Foundations of Education Technology
Foundations of EdTech (ETEC 511) provided a “deconstruction of the foundations of e-learning, educational technology, learning technologies, and new media” (Feng & Petrina, 2014). The class focused on the different (and sometimes overlapping) anthropological, economic, historical, phenomenological, philosophical, political, psychological, sociological, and spiritual foundations and factors in EdTech. Also presented an interdisciplinary view and critique of these aspects, making clear that the foundations are continually eroding or in flux due to the rapidly changing nature of technology itself.
Linking EdTech + Design Through Framing
Critiquing the foundations of EdTech aligns with the design process in the act of framing or examining an issue from all relevant perspectives. In qualitative research and design, this is considered a type of triangulation used to establish a more complete understanding of a phenomena (Gay, Mills & Airasian, 2009, p. 427).

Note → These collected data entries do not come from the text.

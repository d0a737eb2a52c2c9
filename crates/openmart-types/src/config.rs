//! Configuration for a marketplace instance.
//!
//! The fee split and the two reference-behavior policies are explicit,
//! serializable configuration rather than hard-coded constants, so deployments
//! can document the behavior they actually run with.

use serde::{Deserialize, Serialize};

use crate::{MartError, Result, constants};

/// What happens to value paid above the total cost of a purchase.
#[derive(Debug, Clone, Copy, PartialEq, Eq, Serialize, Deserialize)]
pub enum OverpaymentPolicy {
    /// The excess is kept in the marketplace treasury (reference behavior:
    /// overpayment is not refunded).
    Absorb,
    /// Only the total cost is charged; the excess never leaves the buyer.
    Refund,
}

/// Whether an already-priced token may be re-priced after registration.
#[derive(Debug, Clone, Copy, PartialEq, Eq, Serialize, Deserialize)]
pub enum RepricePolicy {
    /// The price table accepts overwrites (reference interface behavior).
    Permitted,
    /// Prices are write-once; overwrites fail with `RepriceDisabled`.
    Frozen,
}

/// Configuration for a single marketplace instance.
#[derive(Debug, Clone, Serialize, Deserialize)]
pub struct MarketConfig {
    /// Platform share of every purchase, in basis points of the total cost.
    pub platform_fee_bps: u16,
    /// Overpayment handling.
    pub overpayment: OverpaymentPolicy,
    /// Re-pricing policy.
    pub reprice: RepricePolicy,
}

impl MarketConfig {
    /// Validate the configuration.
    ///
    /// # Errors
    /// Returns [`MartError::InvalidFeeConfig`] if the fee exceeds 100%.
    pub fn validate(&self) -> Result<()> {
        if self.platform_fee_bps > constants::BPS_DENOMINATOR {
            return Err(MartError::InvalidFeeConfig {
                bps: self.platform_fee_bps,
            });
        }
        Ok(())
    }
}

impl Default for MarketConfig {
    fn default() -> Self {
        Self {
            platform_fee_bps: constants::DEFAULT_PLATFORM_FEE_BPS,
            overpayment: OverpaymentPolicy::Absorb,
            reprice: RepricePolicy::Permitted,
        }
    }
}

In both disciplines framing “clarifies the issues by applying insights that create the first level of order from the chaos of all the constraints” (Moggridge & Atkinson, 2007, p.731). In short, this provides the necessary steps to establish a well-rounded and holistic view of relevant factors affecting the use, application and design of educational technologies.

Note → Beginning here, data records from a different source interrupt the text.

//! Purchase settlement — the atomic value-for-tokens exchange.
//!
//! `purchase` follows checks-effects-interactions:
//! 1. Preconditions, in a fixed order, with no state change on failure
//! 2. Internal bookkeeping (charge the buyer into the holding account)
//! 3. External calls last: value to seller and platform, token release to
//!    the buyer — each of which may run a receiver hook
//!
//! Any failure during or after an external call unwinds the whole call via
//! the unit of work: the value transfers already sent are rolled back as if
//! the call never executed. A hostile hook that re-enters mid-settlement
//! observes internally consistent state (all bookkeeping for this purchase
//! is already final) and cannot cause double payment or double release.

use chrono::Utc;

use openmart_types::{
    AccountId, CollectionId, MarketEvent, MartError, OverpaymentPolicy, PaymentKind,
    PaymentNotice, Result, TokenId, TokenReceipt,
};

use crate::fees::FeeSplit;
use crate::market::Marketplace;
use crate::receiver::ReceiverSet;
use crate::unit_of_work::UnitOfWork;

impl Marketplace {
    /// Buy `amount` units of `token_id` from `collection`, attaching
    /// `paid_value` units of native currency. Callable by anyone.
    ///
    /// # Errors
    /// Preconditions are checked in order; the first failure aborts with no
    /// state change and no value movement:
    /// 1. [`MartError::NoPayment`] — `paid_value` is zero
    /// 2. [`MartError::UnknownCollection`] — collection not registered
    /// 3. [`MartError::NoSeller`] — no payout address on record
    /// 4. [`MartError::NotForSale`] — unit price is zero
    /// 5. [`MartError::InsufficientPayment`] — `paid_value` below total cost
    ///
    /// After the preconditions, any failure (insufficient buyer funds, a
    /// short holding balance, a hook rejection) rolls the whole call back.
    pub fn purchase(
        &mut self,
        receivers: &mut ReceiverSet,
        buyer: AccountId,
        collection: CollectionId,
        token_id: TokenId,
        amount: u128,
        paid_value: u128,
    ) -> Result<()> {
        if paid_value == 0 {
            return Err(MartError::NoPayment);
        }
        if !self.state.registry.is_registered(collection) {
            return Err(MartError::UnknownCollection(collection));
        }
        let seller = self
            .state
            .registry
            .payout(collection)
            .ok_or(MartError::NoSeller(collection))?;
        let unit_price = self.state.registry.price(collection, token_id);
        if unit_price == 0 {
            return Err(MartError::NotForSale {
                collection,
                token_id,
            });
        }
        let total_cost = unit_price
            .checked_mul(amount)
            .ok_or(MartError::ArithmeticOverflow)?;
        if paid_value < total_cost {
            return Err(MartError::InsufficientPayment {
                needed: total_cost,
                paid: paid_value,
            });
        }

        let split = FeeSplit::compute(total_cost, self.config.platform_fee_bps)?;
        // Under Absorb (reference behavior) the buyer is charged the full
        // attached value and the excess stays in the treasury; under Refund
        // only the total cost ever leaves the buyer.
        let charge = match self.config.overpayment {
            OverpaymentPolicy::Absorb => paid_value,
            OverpaymentPolicy::Refund => total_cost,
        };

        let uow = UnitOfWork::begin(&self.state);
        match self.settle(receivers, buyer, seller, collection, token_id, amount, charge, &split) {
            Ok(()) => {
                uow.commit();
                tracing::info!(
                    %buyer,
                    %collection,
                    token_id,
                    amount,
                    total_cost,
                    seller_share = split.seller_share,
                    platform_share = split.platform_share,
                    "Purchase settled"
                );
                Ok(())
            }
            Err(err) => {
                uow.rollback(&mut self.state);
                tracing::warn!(%buyer, %collection, token_id, error = %err, "Purchase rolled back");
                Err(err)
            }
        }
    }

    #[allow(clippy::too_many_arguments)]
    fn settle(
        &mut self,
        receivers: &mut ReceiverSet,
        buyer: AccountId,
        seller: AccountId,
        collection: CollectionId,
        token_id: TokenId,
        amount: u128,
        charge: u128,
        split: &FeeSplit,
    ) -> Result<()> {
        // Internal bookkeeping: the attached value moves into the holding
        // account before any external code runs.
        self.state.bank.transfer(buyer, self.holding, charge)?;

        // External calls last.
        self.pay(receivers, seller, split.seller_share, PaymentKind::SellerProceeds)?;
        self.pay(
            receivers,
            self.gate.owner(),
            split.platform_share,
            PaymentKind::PlatformFee,
        )?;

        self.state
            .ledgers
            .transfer(collection, self.holding, buyer, token_id, amount)?;
        let receipt = TokenReceipt {
            operator: buyer,
            from: self.holding,
            to: buyer,
            collection,
            token_id,
            amount,
        };
        receivers.notify_tokens(&mut *self, &receipt)?;

        self.state.events.push(MarketEvent::TokenPurchased {
            buyer,
            collection,
            token_id,
            amount,
            at: Utc::now(),
        });
        Ok(())
    }

    /// Credit native currency and notify the recipient's hook, if any.
    fn pay(
        &mut self,
        receivers: &mut ReceiverSet,
        to: AccountId,
        amount: u128,
        kind: PaymentKind,
    ) -> Result<()> {
        self.state.bank.transfer(self.holding, to, amount)?;
        let notice = PaymentNotice {
            from: self.holding,
            to,
            amount,
            kind,
        };
        receivers.notify_payment(&mut *self, &notice)
    }
}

Exploring the readings in this course provided a rich awareness of different dimensions to be considered with regards to educational technology (ie. the ecological-natural, ethical-personal, existential-spiritual, socio-political and technical-empirical dimensions). As a designer who has studied object theory, I was previously aware that objects are more than just the mere tools they are often perceived to be (particularly technological objects). Inherent in the design of technological objects are the affordances and constraints that were vetted and set during the design process in order to shape them, since design cannot take place without constraints (Eames in Moggridge, p.649, 2007). This amounts to different qualities, capabilities, values and even politics manifest in the types of activities they allow, encourage, or discourage when used.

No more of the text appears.